おやのことば 7月23日

ある雨上がりの午後の出来事です。近所の石段で子供たちが遊んでいました。すると一人の女の子が、「長靴を履いている子は上がっていいよ!」と言って、石段を駆け上がりました。その後に続いて、ほかの子供たちも石段を上りましたが、一人だけ長靴を履いていない子がいます。あまり激しい雨ではなかったので、普通の靴を履いてきたのでしょう。悲しそうな顔をして、ポツンと石段の下に取り残されていました。

取り残された子供の戸惑った顔を思い浮かべると、気持ちは複雑ですが、先に駆け上がった子供たちにも他意はなかったのでしょう。また、何事もなかったかのように遊び始めました。

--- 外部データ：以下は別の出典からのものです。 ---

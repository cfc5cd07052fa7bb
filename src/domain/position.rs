//! Position tracking types and pnl math.

use chrono::{DateTime, Utc};
use rust_decimal::Decimal;
use serde::{Deserialize, Serialize};

use super::id::{InstrumentId, OrderId, PositionId};

/// Why a position left the book.
#[derive(Debug, Clone, Copy, PartialEq, Eq, Serialize, Deserialize)]
pub enum CloseReason {
    StopLoss,
    TakeProfit,
    MaxHold,
    Manual,
}

impl CloseReason {
    /// Static name used in logs and lifecycle events.
    #[must_use]
    pub fn as_str(&self) -> &'static str {
        match self {
            Self::StopLoss => "stop_loss",
            Self::TakeProfit => "take_profit",
            Self::MaxHold => "max_hold",
            Self::Manual => "manual",
        }
    }
}

/// Status of a position.
#[derive(Debug, Clone, PartialEq, Serialize, Deserialize)]
pub enum PositionStatus {
    Open,
    Closed {
        reason: CloseReason,
        exit_price: Decimal,
        realized_pnl: Decimal,
        closed_at: DateTime<Utc>,
    },
}

impl PositionStatus {
    /// Returns true if the position is open.
    #[must_use]
    pub fn is_open(&self) -> bool {
        matches!(self, PositionStatus::Open)
    }

    /// Returns true if the position is closed.
    #[must_use]
    pub fn is_closed(&self) -> bool {
        matches!(self, PositionStatus::Closed { .. })
    }
}

/// A holding created from an order fill, tracked until exit.
///
/// Keeps a back-reference to the originating order for lookup only; the
/// order itself is owned by whoever drove the execution.
#[derive(Debug, Clone, Serialize, Deserialize)]
pub struct Position {
    id: PositionId,
    order_id: OrderId,
    instrument: InstrumentId,
    entry_price: Decimal,
    quantity: Decimal,
    entry_fee: Decimal,
    stop_loss: Decimal,
    take_profit: Decimal,
    max_hold_until: DateTime<Utc>,
    opened_at: DateTime<Utc>,
    current_price: Decimal,
    unrealized_pnl: Decimal,
    status: PositionStatus,
}

impl Position {
    /// Open a new position.
    #[must_use]
    #[allow(clippy::too_many_arguments)]
    pub fn open(
        id: PositionId,
        order_id: OrderId,
        instrument: InstrumentId,
        entry_price: Decimal,
        quantity: Decimal,
        entry_fee: Decimal,
        stop_loss: Decimal,
        take_profit: Decimal,
        max_hold_until: DateTime<Utc>,
    ) -> Self {
        Self {
            id,
            order_id,
            instrument,
            entry_price,
            quantity,
            entry_fee,
            stop_loss,
            take_profit,
            max_hold_until,
            opened_at: Utc::now(),
            current_price: entry_price,
            unrealized_pnl: Decimal::ZERO - entry_fee,
            status: PositionStatus::Open,
        }
    }

    /// Get the position ID.
    #[must_use]
    pub fn id(&self) -> PositionId {
        self.id
    }

    /// Originating order (lookup only).
    #[must_use]
    pub fn order_id(&self) -> &OrderId {
        &self.order_id
    }

    /// Instrument held.
    #[must_use]
    pub fn instrument(&self) -> &InstrumentId {
        &self.instrument
    }

    /// Entry price.
    #[must_use]
    pub fn entry_price(&self) -> Decimal {
        self.entry_price
    }

    /// Quantity held.
    #[must_use]
    pub fn quantity(&self) -> Decimal {
        self.quantity
    }

    /// Entry value (price × quantity).
    #[must_use]
    pub fn entry_value(&self) -> Decimal {
        self.entry_price * self.quantity
    }

    /// Fee paid on entry.
    #[must_use]
    pub fn entry_fee(&self) -> Decimal {
        self.entry_fee
    }

    /// Stop-loss trigger price.
    #[must_use]
    pub fn stop_loss(&self) -> Decimal {
        self.stop_loss
    }

    /// Take-profit trigger price.
    #[must_use]
    pub fn take_profit(&self) -> Decimal {
        self.take_profit
    }

    /// Deadline after which the position is force-closed.
    #[must_use]
    pub fn max_hold_until(&self) -> DateTime<Utc> {
        self.max_hold_until
    }

    /// When the position was opened.
    #[must_use]
    pub fn opened_at(&self) -> DateTime<Utc> {
        self.opened_at
    }

    /// Most recent mark price.
    #[must_use]
    pub fn current_price(&self) -> Decimal {
        self.current_price
    }

    /// Mark-to-market pnl net of fees, recomputed on every matching tick.
    #[must_use]
    pub fn unrealized_pnl(&self) -> Decimal {
        self.unrealized_pnl
    }

    /// Current status.
    #[must_use]
    pub fn status(&self) -> &PositionStatus {
        &self.status
    }

    /// Returns true if the position is open.
    #[must_use]
    pub fn is_open(&self) -> bool {
        self.status.is_open()
    }

    /// Realized pnl, if closed.
    #[must_use]
    pub fn realized_pnl(&self) -> Option<Decimal> {
        match &self.status {
            PositionStatus::Closed { realized_pnl, .. } => Some(*realized_pnl),
            PositionStatus::Open => None,
        }
    }

    /// Update the mark price and recompute unrealized pnl net of
    /// `estimated_exit_fee`.
    pub fn mark(&mut self, price: Decimal, estimated_exit_fee: Decimal) {
        self.current_price = price;
        self.unrealized_pnl =
            price * self.quantity - self.entry_value() - self.entry_fee - estimated_exit_fee;
    }

    /// Which exit trigger, if any, the given price/time meets.
    ///
    /// Triggers are evaluated in priority order: stop-loss, take-profit,
    /// max-hold deadline.
    #[must_use]
    pub fn exit_trigger(&self, price: Decimal, now: DateTime<Utc>) -> Option<CloseReason> {
        if price <= self.stop_loss {
            Some(CloseReason::StopLoss)
        } else if price >= self.take_profit {
            Some(CloseReason::TakeProfit)
        } else if now >= self.max_hold_until {
            Some(CloseReason::MaxHold)
        } else {
            None
        }
    }

    /// Close the position, freezing realized pnl.
    ///
    /// Realized pnl is exactly `exit value - entry value - total fees`.
    pub fn close(&mut self, reason: CloseReason, exit_price: Decimal, exit_fee: Decimal) -> Decimal {
        let realized = exit_price * self.quantity - self.entry_value() - self.entry_fee - exit_fee;
        self.current_price = exit_price;
        self.status = PositionStatus::Closed {
            reason,
            exit_price,
            realized_pnl: realized,
            closed_at: Utc::now(),
        };
        realized
    }
}

/// Owns all open and closed positions.
#[derive(Debug, Default, Serialize, Deserialize)]
pub struct PositionBook {
    positions: Vec<Position>,
    next_id: u64,
}

impl PositionBook {
    /// Create an empty book.
    #[must_use]
    pub fn new() -> Self {
        Self {
            positions: Vec::new(),
            next_id: 1,
        }
    }

    /// Generate the next position ID and increment the counter.
    pub fn next_id(&mut self) -> PositionId {
        let id = PositionId::new(self.next_id);
        self.next_id += 1;
        id
    }

    /// Record a new position.
    pub fn add(&mut self, position: Position) {
        self.positions.push(position);
    }

    /// Iterate over all open positions.
    pub fn open_positions(&self) -> impl Iterator<Item = &Position> {
        self.positions.iter().filter(|p| p.is_open())
    }

    /// Mutably iterate over open positions on one instrument.
    pub fn open_on_instrument(
        &mut self,
        instrument: &InstrumentId,
    ) -> impl Iterator<Item = &mut Position> + '_ {
        let instrument = instrument.clone();
        self.positions
            .iter_mut()
            .filter(move |p| p.is_open() && p.instrument() == &instrument)
    }

    /// Count of open positions.
    #[must_use]
    pub fn open_count(&self) -> usize {
        self.open_positions().count()
    }

    /// Sum of entry values for open positions attributed to `strategy`
    /// is tracked by the ledger; the book only exposes raw exposure.
    #[must_use]
    pub fn total_exposure(&self) -> Decimal {
        self.open_positions()
            .map(Position::entry_value)
            .fold(Decimal::ZERO, |acc, v| acc + v)
    }

    /// Get a position by ID.
    #[must_use]
    pub fn get(&self, id: PositionId) -> Option<&Position> {
        self.positions.iter().find(|p| p.id() == id)
    }

    /// Get a mutable reference to a position by ID.
    pub fn get_mut(&mut self, id: PositionId) -> Option<&mut Position> {
        self.positions.iter_mut().find(|p| p.id() == id)
    }

    /// All positions, open and closed, in insertion order.
    #[must_use]
    pub fn all(&self) -> &[Position] {
        &self.positions
    }
}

「長靴を履いている子」と「履いていない子」。こうした分類や区別は、私たちの日常生活の中に、いつの間にか入り込んできます。「日本人」と「外国人」、「男性」と「女性」、出身地や出身学校など……。知らず知らずのうちに、こうした差異を内面化することによって、私たちは物事を判断し、日常生活を送っているのです。

しかし、親神様の目から見れば、世界中の人々はすべて「同んなし兄弟」です。国境や主義主張の違い、性別の違いなどを超えて、すべての人に隔てはない。どの人にも「陽気ぐらし」を実現する可能性が、等しく与えられています。